(Beginning of SUPPLIED RECORDS)
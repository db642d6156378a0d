///
/// Function call arguments.
///
/// The host calls an extension function with an array of nullable argument
/// datums. Argument positions are zero-based; a NULL or missing argument
/// reads as `None`.
///

use std::rc::Rc;

use crate::datum::Datum;
use crate::host::InternalState;

#[derive(Debug, Clone, Copy, Default, PartialEq, Eq)]
pub struct NullableDatum {
    pub value: Datum,
    pub isnull: bool,
}

impl NullableDatum {
    pub fn null() -> Self {
        Self {
            value: Datum::NULL,
            isnull: true,
        }
    }
}

impl From<Option<Datum>> for NullableDatum {
    fn from(value: Option<Datum>) -> Self {
        match value {
            Some(value) => Self { value, isnull: false },
            None => Self::null(),
        }
    }
}

impl From<Datum> for NullableDatum {
    fn from(value: Datum) -> Self {
        Self { value, isnull: false }
    }
}

#[derive(Debug, Clone, Default)]
pub struct FunctionCallInfo {
    args: Vec<NullableDatum>,
}

impl FunctionCallInfo {
    pub fn new(args: Vec<NullableDatum>) -> Self {
        Self { args }
    }

    pub fn nargs(&self) -> usize {
        self.args.len()
    }

    pub fn args(&self) -> &[NullableDatum] {
        &self.args
    }

    pub fn get_arg(&self, index: usize) -> Option<Datum> {
        let arg = self.args.get(index)?;
        if arg.isnull { None } else { Some(arg.value) }
    }

    /// The aggregate transition state passed as the first argument.
    ///
    /// `None` when the argument is NULL, does not reference an internal
    /// value, or the value is not a `T`.
    pub fn aggregation_state<T: 'static, H: InternalState + ?Sized>(&self, host: &H) -> Option<Rc<T>> {
        let datum = self.get_arg(0)?;
        let state = host.internal_state(datum)?;
        match state.downcast::<T>() {
            Ok(state) => Some(state),
            Err(_) => {
                tracing::debug!("internal argument has a different state type");
                None
            }
        }
    }
}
(End of SUPPLIED RECORDS)
* [WHAT NEEDS TO BE DONE]:
Every line from the one containing "of nullable argument" through the end of the entries above must be echoed exactly, with both ends kept.

* [ANSWER TO THE EXERCISE]:
/// The host calls an extension function with an array of nullable argument
/// datums. Argument positions are zero-based; a NULL or missing argument
/// reads as `None`.
///

use std::rc::Rc;

use crate::datum::Datum;
use crate::host::InternalState;

#[derive(Debug, Clone, Copy, Default, PartialEq, Eq)]
pub struct NullableDatum {
    pub value: Datum,
    pub isnull: bool,
}

impl NullableDatum {
    pub fn null() -> Self {
        Self {
            value: Datum::NULL,
            isnull: true,
        }
    }
}

impl From<Option<Datum>> for NullableDatum {
    fn from(value: Option<Datum>) -> Self {
        match value {
            Some(value) => Self { value, isnull: false },
            None => Self::null(),
        }
    }
}

impl From<Datum> for NullableDatum {
    fn from(value: Datum) -> Self {
        Self { value, isnull: false }
    }
}

#[derive(Debug, Clone, Default)]
pub struct FunctionCallInfo {
    args: Vec<NullableDatum>,
}

impl FunctionCallInfo {
    pub fn new(args: Vec<NullableDatum>) -> Self {
        Self { args }
    }

    pub fn nargs(&self) -> usize {
        self.args.len()
    }

    pub fn args(&self) -> &[NullableDatum] {
        &self.args
    }

    pub fn get_arg(&self, index: usize) -> Option<Datum> {
        let arg = self.args.get(index)?;
        if arg.isnull { None } else { Some(arg.value) }
    }

    /// The aggregate transition state passed as the first argument.
    ///
    /// `None` when the argument is NULL, does not reference an internal
    /// value, or the value is not a `T`.
    pub fn aggregation_state<T: 'static, H: InternalState + ?Sized>(&self, host: &H) -> Option<Rc<T>> {
        let datum = self.get_arg(0)?;
        let state = host.internal_state(datum)?;
        match state.downcast::<T>() {
            Ok(state) => Some(state),
            Err(_) => {
                tracing::debug!("internal argument has a different state type");
                None
            }
        }
    }
}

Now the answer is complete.